Pada saat ajal Rasulullah SAW sudah dekat,
Beliau menyuruh Bilal adzan untuk mengerjakan salat.
Lalu berkumpullah para Muhajirin dan Anshar di Masjid Rasulullah.
Kemudian Beliau menunaikan salat dua rakaat bersama semua yang hadir.

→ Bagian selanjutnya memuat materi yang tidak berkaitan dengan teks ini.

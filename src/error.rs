//! Error types.
//!
//! Two kinds come out of the simulation core, and both are caller mistakes
//! rather than transient conditions:
//!
//! - [`BanditError::InvalidParameter`]: a constructor or [`crate::SimulationConfig`]
//!   precondition was violated (arm count, round count, exploration rate).
//! - [`BanditError::ArmOutOfRange`]: an arm index outside `[0, arm_count)` was
//!   passed to a pull or an update.
//!
//! The remaining variants belong to the boundary layer (input files, settings).
//! Nothing is retried or clamped: the failing operation returns immediately and
//! leaves its state untouched.

use thiserror::Error;

/// Errors produced by the simulator and its input/config boundary.
#[derive(Error, Debug)]
pub enum BanditError {
    /// A construction parameter is outside its allowed domain.
    #[error("invalid parameter `{name}`: {reason}")]
    InvalidParameter {
        /// Parameter name as it appears in the public API.
        name: &'static str,
        /// Human-readable description of the violated precondition.
        reason: String,
    },

    /// An arm index is not in `[0, arm_count)`.
    #[error("arm index {arm} out of range (arm_count = {arm_count})")]
    ArmOutOfRange {
        /// The rejected index.
        arm: usize,
        /// Number of arms of the object that rejected it.
        arm_count: usize,
    },

    /// An input file did not have the expected three-line structure.
    #[error("input format error: {0}")]
    InputFormat(String),

    /// A settings file could not be parsed.
    #[error("config error: {0}")]
    Config(String),

    /// I/O error.
    #[error("IO error: {0}")]
    Io(#[from] std::io::Error),
}

impl BanditError {
    pub(crate) fn invalid(name: &'static str, reason: impl Into<String>) -> Self {
        BanditError::InvalidParameter {
            name,
            reason: reason.into(),
        }
    }

    /// True for the two error kinds raised by the simulation core.
    pub fn is_core(&self) -> bool {
        matches!(
            self,
            BanditError::InvalidParameter { .. } | BanditError::ArmOutOfRange { .. }
        )
    }
}

impl From<toml::de::Error> for BanditError {
    fn from(err: toml::de::Error) -> Self {
        BanditError::Config(err.to_string())
    }
}

/// Result type alias for simulator operations.
pub type Result<T> = std::result::Result<T, BanditError>;

/// Reject arm indices outside `[0, arm_count)`.
pub(crate) fn check_arm(arm: usize, arm_count: usize) -> Result<()> {
    if arm < arm_count {
        Ok(())
    } else {
        Err(BanditError::ArmOutOfRange { arm, arm_count })
    }
}

#[cfg(test)]
mod tests {
    use super::*;

    #[test]
    fn check_arm_accepts_last_index_and_rejects_one_past() {
        assert!(check_arm(2, 3).is_ok());
        match check_arm(3, 3) {
            Err(BanditError::ArmOutOfRange { arm, arm_count }) => {
                assert_eq!((arm, arm_count), (3, 3));
            }
            other => panic!("unexpected: {other:?}"),
        }
    }

    #[test]
    fn display_names_the_parameter() {
        let e = BanditError::invalid("arm_count", "must be >= 2, got 1");
        assert_eq!(e.to_string(), "invalid parameter `arm_count`: must be >= 2, got 1");
        assert!(e.is_core());
        assert!(!BanditError::InputFormat("x".into()).is_core());
    }
}
//! Input files and settings on disk.

use banditsim::{run, BanditError, InputGenerator, Settings, SimulationInput};
use std::fs;

#[test]
fn input_file_drives_a_run() {
    let dir = tempfile::tempdir().unwrap();
    let path = dir.path().join("input.txt");
    fs::write(&path, "3\n25\n0.2\n").unwrap();

    let input = SimulationInput::from_file(&path).unwrap();
    let report = run(input.to_config(4)).unwrap();
    assert_eq!(report.true_means.len(), 3);
    assert!(report.traces.iter().all(|t| t.metrics.len() == 25));
}

#[test]
fn uppercase_extension_is_accepted() {
    let dir = tempfile::tempdir().unwrap();
    let path = dir.path().join("INPUT.TXT");
    fs::write(&path, "2\n10\n0\n").unwrap();
    assert!(SimulationInput::from_file(&path).is_ok());
}

#[test]
fn non_txt_file_is_rejected_before_reading() {
    let dir = tempfile::tempdir().unwrap();
    let path = dir.path().join("input.csv");
    let err = SimulationInput::from_file(&path).unwrap_err();
    assert!(matches!(err, BanditError::InputFormat(_)));
}

#[test]
fn missing_file_is_an_io_error() {
    let dir = tempfile::tempdir().unwrap();
    let err = SimulationInput::from_file(dir.path().join("absent.txt")).unwrap_err();
    assert!(matches!(err, BanditError::Io(_)));
}

#[test]
fn structurally_valid_but_out_of_domain_input_fails_at_run() {
    let input = SimulationInput::parse("1\n100\n0.1\n").unwrap();
    assert!(matches!(
        run(input.to_config(0)),
        Err(BanditError::InvalidParameter { name: "arm_count", .. })
    ));
}

#[test]
fn generator_writes_numbered_files_that_parse() {
    let dir = tempfile::tempdir().unwrap();
    let out = dir.path().join("nested").join("input");
    let paths = InputGenerator::new(4, 9).generate(&out).unwrap();
    let names: Vec<String> = paths
        .iter()
        .map(|p| p.file_name().unwrap().to_string_lossy().into_owned())
        .collect();
    assert_eq!(names, ["input1.txt", "input2.txt", "input3.txt", "input4.txt"]);
    for p in &paths {
        let input = SimulationInput::from_file(p).unwrap();
        assert!(input.to_config(0).validate().is_ok());
    }
}

#[test]
fn generator_is_deterministic_per_seed() {
    let a = tempfile::tempdir().unwrap();
    let b = tempfile::tempdir().unwrap();
    let pa = InputGenerator::new(3, 1).generate(a.path()).unwrap();
    let pb = InputGenerator::new(3, 1).generate(b.path()).unwrap();
    for (x, y) in pa.iter().zip(&pb) {
        assert_eq!(fs::read_to_string(x).unwrap(), fs::read_to_string(y).unwrap());
    }
}

#[test]
fn settings_file_round_trips_through_toml() {
    let dir = tempfile::tempdir().unwrap();
    let path = dir.path().join("banditsim.toml");
    fs::write(
        &path,
        "[simulation]\narm_count = 6\nround_count = 300\nexploration_rate = 0.05\nseed = 11\n\n[logging]\nlevel = \"debug\"\n",
    )
    .unwrap();
    let s = Settings::from_file(&path).unwrap();
    assert_eq!(s.simulation.arm_count, 6);
    assert_eq!(s.simulation.round_count, 300);
    assert_eq!(s.simulation.exploration_rate, 0.05);
    assert_eq!(s.simulation.seed, 11);
    assert_eq!(s.logging.level, "debug");

    let text = toml::to_string(&s).unwrap();
    assert_eq!(Settings::from_toml(&text).unwrap(), s);
}

#[test]
fn missing_settings_file_is_a_config_error() {
    let dir = tempfile::tempdir().unwrap();
    let err = Settings::from_file(dir.path().join("nope.toml")).unwrap_err();
    assert!(matches!(err, BanditError::Config(_)));
}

Setelah selesai salat, Beliau bangkit lalu naik ke atas mimbar, seraya
berkata :
“Alhamdulillah, wahai para muslimin, sesungguhnya saya adalah seorang
nabi yang diutus dan mengajak manusia kepada jalan Allah dengan
izin-Nya.
Saya ini adalah saudara kandung kalian, kasih sayangku pada kalian
seperti seorang ayah pada anaknya.
Oleh karena itu kalau ada siapapun di antara kalian yang mempunyai hak
untuk menuntut,
maka hendaklah ia berdiri dan membalasku,
sebelum saya dituntut di hari kiamat.”
Rasulullah berkata demikian sebanyak 3 kali,
kemudian bangkitlah seorang lelaki bernama ‘Ukasyah bin Muhshan dan
berkata :
“Demi ayahku dan ibuku ya, Rasulullah SAW, kalau anda tidak mengumumkan
kepada kami berkali-kali soal ini, sudah tentu saya tidak mau
mengemukakan hal ini.”
Lalu ‘Ukasyah berkata lagi :
“Sesungguhnya dalam Perang Badar saya turut bersamamu ya Rasulullah,
pada saat itu saya mengikuti onta Anda dari belakang. Setelah dekat,
saya pun turun menghampiri Anda dengan tujuan supaya saya dapat mencium
paha Anda.
Tetapi Anda telah mengambil tongkat dan memukul onta Anda untuk berjalan
cepat.
Pada saat itu saya pun Anda pukul dan pukulan itu mengenai tulang rusuk
saya.
Oleh karena itu saya ingin tahu, apakah Anda sengaja memukul saya atau
hendak memukul onta tersebut.”
Rasulullah berkata :
“Wahai ‘Ukasyah, saya sengaja memukul engkau.”
Kemudian Rasulullah SAW berkata kepada Bilal:
“Wahai Bilal, pergilah engkau ke rumah Fatimah dan ambilkan tongkatku.”
Saat keluar dari masjid menuju rumah Fatimah, ia meletakkan tangannya di
atas kepala seraya berkata :
“Rasulullah SAW telah mempersiapkan dirinya untuk dibalas (di qishash).”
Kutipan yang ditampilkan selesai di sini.